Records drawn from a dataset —
☆ ☆ ☆ ☆ ☆

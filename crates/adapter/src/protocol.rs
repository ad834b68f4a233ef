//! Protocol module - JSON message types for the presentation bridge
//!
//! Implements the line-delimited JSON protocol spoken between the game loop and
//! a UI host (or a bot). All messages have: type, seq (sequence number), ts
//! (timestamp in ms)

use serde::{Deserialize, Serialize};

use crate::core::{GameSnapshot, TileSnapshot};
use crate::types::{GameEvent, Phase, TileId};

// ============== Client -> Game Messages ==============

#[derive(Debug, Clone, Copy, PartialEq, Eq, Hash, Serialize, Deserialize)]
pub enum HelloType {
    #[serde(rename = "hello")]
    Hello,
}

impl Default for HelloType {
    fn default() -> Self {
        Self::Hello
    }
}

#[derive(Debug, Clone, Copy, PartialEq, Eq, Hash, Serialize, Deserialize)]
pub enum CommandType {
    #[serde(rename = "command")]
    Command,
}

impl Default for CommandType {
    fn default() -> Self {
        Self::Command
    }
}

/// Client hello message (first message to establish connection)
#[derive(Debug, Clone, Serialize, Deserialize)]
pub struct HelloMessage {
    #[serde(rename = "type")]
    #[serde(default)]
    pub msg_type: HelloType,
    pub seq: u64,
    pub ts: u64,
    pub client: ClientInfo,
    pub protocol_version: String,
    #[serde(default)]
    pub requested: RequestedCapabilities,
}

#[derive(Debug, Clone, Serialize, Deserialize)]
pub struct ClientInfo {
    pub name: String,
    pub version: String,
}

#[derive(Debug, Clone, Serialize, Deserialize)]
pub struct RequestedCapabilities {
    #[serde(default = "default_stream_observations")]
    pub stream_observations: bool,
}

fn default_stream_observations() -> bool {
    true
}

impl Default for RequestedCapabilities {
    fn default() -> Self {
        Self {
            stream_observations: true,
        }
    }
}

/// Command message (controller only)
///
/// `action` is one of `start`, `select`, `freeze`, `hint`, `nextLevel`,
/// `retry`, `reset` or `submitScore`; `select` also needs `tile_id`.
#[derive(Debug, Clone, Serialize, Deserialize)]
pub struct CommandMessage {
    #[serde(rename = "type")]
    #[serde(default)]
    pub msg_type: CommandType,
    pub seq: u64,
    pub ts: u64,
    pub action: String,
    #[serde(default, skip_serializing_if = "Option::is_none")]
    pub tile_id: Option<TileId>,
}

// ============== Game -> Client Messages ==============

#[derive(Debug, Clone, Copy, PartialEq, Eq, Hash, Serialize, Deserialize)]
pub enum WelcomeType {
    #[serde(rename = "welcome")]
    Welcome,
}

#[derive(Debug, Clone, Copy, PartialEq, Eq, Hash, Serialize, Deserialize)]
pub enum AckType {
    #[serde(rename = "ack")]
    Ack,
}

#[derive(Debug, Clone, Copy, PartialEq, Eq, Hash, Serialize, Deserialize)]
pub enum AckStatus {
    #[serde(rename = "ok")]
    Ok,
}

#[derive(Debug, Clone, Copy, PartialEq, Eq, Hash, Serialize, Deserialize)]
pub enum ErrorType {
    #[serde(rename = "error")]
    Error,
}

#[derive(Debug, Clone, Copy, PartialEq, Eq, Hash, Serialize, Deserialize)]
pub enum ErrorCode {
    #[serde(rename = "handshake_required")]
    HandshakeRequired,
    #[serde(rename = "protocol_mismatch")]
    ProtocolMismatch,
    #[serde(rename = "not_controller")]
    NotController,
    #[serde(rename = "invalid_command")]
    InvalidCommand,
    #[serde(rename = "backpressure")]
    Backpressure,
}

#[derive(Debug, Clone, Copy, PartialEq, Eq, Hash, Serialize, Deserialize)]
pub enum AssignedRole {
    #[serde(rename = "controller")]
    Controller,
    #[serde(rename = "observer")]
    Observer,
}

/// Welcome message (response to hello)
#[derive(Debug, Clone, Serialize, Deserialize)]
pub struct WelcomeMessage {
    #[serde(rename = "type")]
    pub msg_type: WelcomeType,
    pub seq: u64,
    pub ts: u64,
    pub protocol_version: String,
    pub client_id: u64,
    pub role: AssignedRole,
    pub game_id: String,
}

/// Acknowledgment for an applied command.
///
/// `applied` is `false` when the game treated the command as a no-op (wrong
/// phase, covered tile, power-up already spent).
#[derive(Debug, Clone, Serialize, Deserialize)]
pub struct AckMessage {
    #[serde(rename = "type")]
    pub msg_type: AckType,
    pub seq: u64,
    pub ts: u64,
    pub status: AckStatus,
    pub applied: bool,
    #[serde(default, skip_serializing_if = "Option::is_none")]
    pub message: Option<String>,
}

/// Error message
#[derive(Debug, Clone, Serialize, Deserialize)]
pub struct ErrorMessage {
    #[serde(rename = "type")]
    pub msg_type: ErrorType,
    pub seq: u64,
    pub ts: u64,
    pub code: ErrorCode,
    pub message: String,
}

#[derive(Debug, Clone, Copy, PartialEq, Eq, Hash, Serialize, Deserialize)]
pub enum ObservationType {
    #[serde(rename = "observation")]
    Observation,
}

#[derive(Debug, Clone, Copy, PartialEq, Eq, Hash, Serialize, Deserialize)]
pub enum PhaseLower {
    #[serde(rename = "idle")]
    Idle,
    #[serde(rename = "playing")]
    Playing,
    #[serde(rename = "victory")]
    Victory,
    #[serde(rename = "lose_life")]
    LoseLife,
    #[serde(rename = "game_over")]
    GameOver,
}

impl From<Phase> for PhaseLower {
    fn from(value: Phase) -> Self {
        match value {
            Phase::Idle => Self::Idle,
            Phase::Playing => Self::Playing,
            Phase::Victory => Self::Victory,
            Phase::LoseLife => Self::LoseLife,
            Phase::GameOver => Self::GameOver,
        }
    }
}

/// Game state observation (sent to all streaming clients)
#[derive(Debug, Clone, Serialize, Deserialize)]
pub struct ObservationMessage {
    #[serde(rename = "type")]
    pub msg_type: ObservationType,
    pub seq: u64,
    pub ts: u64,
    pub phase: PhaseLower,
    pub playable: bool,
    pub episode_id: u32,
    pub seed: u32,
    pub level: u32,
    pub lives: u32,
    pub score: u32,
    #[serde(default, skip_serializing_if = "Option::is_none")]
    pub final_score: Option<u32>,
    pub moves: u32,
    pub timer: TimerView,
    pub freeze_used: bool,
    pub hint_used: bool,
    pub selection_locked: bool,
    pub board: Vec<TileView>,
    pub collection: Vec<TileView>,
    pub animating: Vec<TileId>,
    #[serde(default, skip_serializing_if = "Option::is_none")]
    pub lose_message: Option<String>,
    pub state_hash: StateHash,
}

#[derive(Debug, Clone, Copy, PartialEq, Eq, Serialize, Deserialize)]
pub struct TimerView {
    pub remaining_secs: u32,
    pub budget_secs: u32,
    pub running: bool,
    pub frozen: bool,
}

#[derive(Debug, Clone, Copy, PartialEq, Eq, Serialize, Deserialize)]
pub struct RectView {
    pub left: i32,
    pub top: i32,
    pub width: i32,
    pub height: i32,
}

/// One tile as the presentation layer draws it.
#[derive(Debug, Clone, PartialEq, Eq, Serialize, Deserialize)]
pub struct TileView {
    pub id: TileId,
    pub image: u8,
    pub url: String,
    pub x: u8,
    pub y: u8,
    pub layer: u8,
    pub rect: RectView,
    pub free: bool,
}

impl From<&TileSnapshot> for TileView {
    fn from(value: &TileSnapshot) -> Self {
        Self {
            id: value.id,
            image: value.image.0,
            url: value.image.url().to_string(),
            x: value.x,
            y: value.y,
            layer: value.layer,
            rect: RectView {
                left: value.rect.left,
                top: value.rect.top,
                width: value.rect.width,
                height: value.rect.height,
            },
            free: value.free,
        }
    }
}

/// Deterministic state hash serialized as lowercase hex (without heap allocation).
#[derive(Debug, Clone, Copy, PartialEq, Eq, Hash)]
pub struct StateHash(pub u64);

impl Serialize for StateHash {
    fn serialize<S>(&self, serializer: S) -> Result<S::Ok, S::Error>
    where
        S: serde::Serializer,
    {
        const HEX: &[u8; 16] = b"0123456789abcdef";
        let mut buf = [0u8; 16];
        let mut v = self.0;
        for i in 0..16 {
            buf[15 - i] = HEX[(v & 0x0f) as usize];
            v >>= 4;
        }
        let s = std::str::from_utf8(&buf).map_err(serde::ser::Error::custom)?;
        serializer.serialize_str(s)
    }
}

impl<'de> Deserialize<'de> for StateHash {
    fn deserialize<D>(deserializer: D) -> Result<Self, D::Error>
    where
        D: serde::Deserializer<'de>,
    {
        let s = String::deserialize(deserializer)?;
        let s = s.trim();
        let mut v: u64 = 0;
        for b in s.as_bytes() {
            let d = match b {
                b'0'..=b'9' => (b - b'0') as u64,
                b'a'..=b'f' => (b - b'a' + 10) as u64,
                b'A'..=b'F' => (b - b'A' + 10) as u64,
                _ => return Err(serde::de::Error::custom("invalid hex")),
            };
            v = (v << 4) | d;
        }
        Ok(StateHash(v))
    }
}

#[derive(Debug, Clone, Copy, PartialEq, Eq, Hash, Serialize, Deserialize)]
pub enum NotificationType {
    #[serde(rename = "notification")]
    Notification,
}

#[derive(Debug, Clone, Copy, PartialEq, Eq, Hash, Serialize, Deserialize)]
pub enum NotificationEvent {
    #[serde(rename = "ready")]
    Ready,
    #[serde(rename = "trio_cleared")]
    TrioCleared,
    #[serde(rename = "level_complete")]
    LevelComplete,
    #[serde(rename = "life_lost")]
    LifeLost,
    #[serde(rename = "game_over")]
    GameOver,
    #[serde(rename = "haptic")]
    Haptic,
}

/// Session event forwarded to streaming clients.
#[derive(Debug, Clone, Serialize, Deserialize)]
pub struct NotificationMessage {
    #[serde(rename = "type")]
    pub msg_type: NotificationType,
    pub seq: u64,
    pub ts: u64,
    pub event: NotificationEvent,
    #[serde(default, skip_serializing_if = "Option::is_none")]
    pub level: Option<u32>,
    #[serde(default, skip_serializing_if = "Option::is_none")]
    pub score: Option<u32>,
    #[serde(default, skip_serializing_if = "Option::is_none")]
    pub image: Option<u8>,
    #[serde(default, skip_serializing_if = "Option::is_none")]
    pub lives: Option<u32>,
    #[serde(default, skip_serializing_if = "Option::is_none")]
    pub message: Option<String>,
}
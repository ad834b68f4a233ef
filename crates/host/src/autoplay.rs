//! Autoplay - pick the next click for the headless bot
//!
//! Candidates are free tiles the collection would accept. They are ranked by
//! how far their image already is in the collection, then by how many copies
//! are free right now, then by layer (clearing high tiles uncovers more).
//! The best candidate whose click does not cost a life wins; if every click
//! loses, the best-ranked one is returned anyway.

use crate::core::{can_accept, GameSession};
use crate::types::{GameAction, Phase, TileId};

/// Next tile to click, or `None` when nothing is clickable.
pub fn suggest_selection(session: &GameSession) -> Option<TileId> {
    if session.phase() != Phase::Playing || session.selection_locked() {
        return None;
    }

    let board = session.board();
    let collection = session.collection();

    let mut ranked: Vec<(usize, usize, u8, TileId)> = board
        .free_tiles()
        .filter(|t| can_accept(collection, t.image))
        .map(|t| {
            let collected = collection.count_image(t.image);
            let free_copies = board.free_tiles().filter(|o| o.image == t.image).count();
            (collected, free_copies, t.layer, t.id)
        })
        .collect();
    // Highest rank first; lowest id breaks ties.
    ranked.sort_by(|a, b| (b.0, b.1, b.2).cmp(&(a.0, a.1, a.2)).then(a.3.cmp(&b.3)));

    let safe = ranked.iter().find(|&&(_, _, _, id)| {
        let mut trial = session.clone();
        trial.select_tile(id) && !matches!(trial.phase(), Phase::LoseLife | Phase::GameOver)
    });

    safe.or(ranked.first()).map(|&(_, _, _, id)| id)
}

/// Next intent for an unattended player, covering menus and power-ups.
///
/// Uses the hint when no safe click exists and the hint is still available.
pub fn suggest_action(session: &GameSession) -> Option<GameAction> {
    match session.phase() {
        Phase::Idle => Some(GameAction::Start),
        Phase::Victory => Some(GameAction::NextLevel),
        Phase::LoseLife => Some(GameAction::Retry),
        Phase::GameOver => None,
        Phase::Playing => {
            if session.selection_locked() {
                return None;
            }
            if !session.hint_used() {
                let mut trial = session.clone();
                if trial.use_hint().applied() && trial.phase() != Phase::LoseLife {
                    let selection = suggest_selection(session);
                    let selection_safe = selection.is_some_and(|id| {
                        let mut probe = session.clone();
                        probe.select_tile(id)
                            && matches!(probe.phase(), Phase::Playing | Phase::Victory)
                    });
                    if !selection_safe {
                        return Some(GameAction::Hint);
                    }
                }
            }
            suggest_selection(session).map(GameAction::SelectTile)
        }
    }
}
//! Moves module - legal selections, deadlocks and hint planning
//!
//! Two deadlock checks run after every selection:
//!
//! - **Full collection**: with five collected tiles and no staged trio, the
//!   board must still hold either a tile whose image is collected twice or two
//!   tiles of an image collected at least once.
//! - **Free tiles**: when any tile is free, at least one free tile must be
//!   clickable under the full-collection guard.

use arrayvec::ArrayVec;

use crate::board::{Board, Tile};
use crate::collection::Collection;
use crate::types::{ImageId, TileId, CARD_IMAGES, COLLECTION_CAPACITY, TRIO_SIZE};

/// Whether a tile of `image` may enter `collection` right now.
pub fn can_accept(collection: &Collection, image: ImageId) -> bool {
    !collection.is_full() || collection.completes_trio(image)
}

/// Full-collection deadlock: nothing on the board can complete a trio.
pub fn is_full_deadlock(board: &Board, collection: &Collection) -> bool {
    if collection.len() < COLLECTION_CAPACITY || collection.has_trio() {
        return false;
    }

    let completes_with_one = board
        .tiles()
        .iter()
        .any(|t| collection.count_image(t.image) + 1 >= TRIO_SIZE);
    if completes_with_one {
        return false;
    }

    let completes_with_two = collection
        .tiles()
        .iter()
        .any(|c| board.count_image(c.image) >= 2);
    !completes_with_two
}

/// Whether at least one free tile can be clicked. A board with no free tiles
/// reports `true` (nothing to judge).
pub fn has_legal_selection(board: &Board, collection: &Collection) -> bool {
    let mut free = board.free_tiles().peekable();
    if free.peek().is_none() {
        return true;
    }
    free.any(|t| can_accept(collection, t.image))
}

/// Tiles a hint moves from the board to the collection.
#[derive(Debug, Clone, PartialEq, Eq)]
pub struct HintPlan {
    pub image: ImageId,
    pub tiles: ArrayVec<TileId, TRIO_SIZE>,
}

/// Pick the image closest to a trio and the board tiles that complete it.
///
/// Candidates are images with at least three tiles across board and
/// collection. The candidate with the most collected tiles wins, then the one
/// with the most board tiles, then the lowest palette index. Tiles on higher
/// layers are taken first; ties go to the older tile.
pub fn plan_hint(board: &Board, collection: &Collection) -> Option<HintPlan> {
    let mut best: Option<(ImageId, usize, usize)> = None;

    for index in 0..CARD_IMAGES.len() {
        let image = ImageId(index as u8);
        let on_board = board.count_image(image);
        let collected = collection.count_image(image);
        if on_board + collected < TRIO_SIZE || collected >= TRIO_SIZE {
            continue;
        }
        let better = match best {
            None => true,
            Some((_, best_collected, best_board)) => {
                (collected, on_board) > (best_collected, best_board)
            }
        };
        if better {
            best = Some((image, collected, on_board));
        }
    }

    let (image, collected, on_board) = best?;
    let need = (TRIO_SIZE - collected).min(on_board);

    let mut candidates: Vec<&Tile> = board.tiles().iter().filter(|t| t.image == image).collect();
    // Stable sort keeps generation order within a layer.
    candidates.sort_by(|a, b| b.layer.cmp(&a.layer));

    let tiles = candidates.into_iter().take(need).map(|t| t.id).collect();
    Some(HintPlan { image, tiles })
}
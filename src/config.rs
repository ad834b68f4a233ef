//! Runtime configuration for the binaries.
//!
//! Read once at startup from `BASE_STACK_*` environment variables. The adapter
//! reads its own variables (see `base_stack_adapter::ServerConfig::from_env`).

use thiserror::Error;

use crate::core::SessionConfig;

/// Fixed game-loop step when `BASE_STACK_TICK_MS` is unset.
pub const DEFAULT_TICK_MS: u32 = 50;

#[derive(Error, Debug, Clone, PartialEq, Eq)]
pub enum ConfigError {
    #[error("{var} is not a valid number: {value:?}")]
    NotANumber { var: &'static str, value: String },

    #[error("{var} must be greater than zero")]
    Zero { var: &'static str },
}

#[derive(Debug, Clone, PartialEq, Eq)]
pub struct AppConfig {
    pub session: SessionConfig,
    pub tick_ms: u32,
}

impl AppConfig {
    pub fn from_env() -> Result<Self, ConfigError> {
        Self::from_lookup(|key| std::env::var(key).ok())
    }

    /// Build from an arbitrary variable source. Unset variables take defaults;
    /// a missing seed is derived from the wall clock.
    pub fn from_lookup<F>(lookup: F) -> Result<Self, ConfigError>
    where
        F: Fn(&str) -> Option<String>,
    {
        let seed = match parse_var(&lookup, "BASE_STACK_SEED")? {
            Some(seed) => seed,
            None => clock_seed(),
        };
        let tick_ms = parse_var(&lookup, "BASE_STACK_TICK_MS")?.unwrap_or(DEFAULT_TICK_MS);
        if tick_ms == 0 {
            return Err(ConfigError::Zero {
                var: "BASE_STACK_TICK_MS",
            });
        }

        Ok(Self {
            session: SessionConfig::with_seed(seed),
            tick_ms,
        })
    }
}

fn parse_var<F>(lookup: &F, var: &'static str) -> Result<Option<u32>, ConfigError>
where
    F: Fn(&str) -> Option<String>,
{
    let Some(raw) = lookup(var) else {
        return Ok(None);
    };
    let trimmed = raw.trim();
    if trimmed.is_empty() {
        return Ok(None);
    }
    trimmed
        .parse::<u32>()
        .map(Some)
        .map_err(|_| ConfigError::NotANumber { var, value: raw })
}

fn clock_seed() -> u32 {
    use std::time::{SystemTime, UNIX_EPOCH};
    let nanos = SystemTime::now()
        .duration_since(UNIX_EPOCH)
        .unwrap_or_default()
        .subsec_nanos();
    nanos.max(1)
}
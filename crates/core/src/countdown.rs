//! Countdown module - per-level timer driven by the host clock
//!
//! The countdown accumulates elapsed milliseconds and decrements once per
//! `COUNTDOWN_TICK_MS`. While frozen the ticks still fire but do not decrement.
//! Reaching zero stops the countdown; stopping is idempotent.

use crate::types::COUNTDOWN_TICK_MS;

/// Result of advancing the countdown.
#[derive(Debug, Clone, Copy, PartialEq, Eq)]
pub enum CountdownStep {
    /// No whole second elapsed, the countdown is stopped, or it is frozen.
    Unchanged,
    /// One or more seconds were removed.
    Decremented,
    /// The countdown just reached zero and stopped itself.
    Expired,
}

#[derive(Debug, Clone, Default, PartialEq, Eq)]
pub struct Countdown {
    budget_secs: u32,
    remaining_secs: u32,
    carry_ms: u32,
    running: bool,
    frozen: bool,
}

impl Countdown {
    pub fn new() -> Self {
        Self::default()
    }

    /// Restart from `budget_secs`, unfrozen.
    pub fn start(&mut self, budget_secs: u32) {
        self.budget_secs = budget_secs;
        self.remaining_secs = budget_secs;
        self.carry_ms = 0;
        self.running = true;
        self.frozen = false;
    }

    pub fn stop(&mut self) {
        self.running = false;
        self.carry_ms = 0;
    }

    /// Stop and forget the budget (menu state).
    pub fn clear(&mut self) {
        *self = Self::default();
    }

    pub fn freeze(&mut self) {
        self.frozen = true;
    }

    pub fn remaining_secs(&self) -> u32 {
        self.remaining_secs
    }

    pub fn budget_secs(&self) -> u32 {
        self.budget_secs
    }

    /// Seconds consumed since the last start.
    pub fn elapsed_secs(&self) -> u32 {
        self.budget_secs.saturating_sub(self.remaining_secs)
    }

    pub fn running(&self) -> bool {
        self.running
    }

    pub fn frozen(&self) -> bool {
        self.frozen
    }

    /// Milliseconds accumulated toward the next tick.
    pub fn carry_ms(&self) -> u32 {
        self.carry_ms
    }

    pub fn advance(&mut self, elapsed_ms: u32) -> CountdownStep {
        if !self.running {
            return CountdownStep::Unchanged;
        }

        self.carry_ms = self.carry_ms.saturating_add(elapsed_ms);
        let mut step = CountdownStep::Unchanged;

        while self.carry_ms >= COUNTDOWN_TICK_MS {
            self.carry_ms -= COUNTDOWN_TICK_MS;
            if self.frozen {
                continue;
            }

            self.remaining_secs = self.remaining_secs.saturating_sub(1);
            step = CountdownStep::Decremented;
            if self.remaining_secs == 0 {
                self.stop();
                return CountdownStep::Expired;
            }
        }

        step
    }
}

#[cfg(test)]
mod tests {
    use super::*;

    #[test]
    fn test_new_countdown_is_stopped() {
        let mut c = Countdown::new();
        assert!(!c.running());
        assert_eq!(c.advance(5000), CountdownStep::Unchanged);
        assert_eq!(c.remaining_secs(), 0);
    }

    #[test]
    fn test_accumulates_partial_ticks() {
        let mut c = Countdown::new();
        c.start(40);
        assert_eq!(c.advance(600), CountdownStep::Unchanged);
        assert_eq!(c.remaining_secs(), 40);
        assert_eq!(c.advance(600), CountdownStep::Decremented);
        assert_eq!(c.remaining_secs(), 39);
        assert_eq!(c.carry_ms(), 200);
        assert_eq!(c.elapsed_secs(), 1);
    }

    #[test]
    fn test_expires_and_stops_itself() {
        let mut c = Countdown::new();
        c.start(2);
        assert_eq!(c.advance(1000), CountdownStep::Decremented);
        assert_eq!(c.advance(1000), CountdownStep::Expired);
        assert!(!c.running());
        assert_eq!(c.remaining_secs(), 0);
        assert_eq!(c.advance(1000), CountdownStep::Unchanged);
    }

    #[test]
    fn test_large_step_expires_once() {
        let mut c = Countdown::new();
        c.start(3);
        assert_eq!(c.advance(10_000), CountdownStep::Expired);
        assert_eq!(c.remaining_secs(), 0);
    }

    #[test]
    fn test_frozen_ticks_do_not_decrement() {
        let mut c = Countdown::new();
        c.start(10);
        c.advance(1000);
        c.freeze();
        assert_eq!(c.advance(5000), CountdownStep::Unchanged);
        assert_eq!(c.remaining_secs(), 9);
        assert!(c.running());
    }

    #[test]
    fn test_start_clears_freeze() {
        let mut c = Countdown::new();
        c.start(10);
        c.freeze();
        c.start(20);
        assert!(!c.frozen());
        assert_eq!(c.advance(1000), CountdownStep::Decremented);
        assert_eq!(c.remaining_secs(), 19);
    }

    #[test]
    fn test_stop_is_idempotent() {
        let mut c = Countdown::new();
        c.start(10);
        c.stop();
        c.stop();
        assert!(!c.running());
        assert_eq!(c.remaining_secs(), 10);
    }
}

☆ ☆ ☆ ☆ ☆

What the task asks — Within the entries above, find every line where the string "AckType" occurs, and copy it.

Output for this exercise —
pub enum AckType {
    pub msg_type: AckType,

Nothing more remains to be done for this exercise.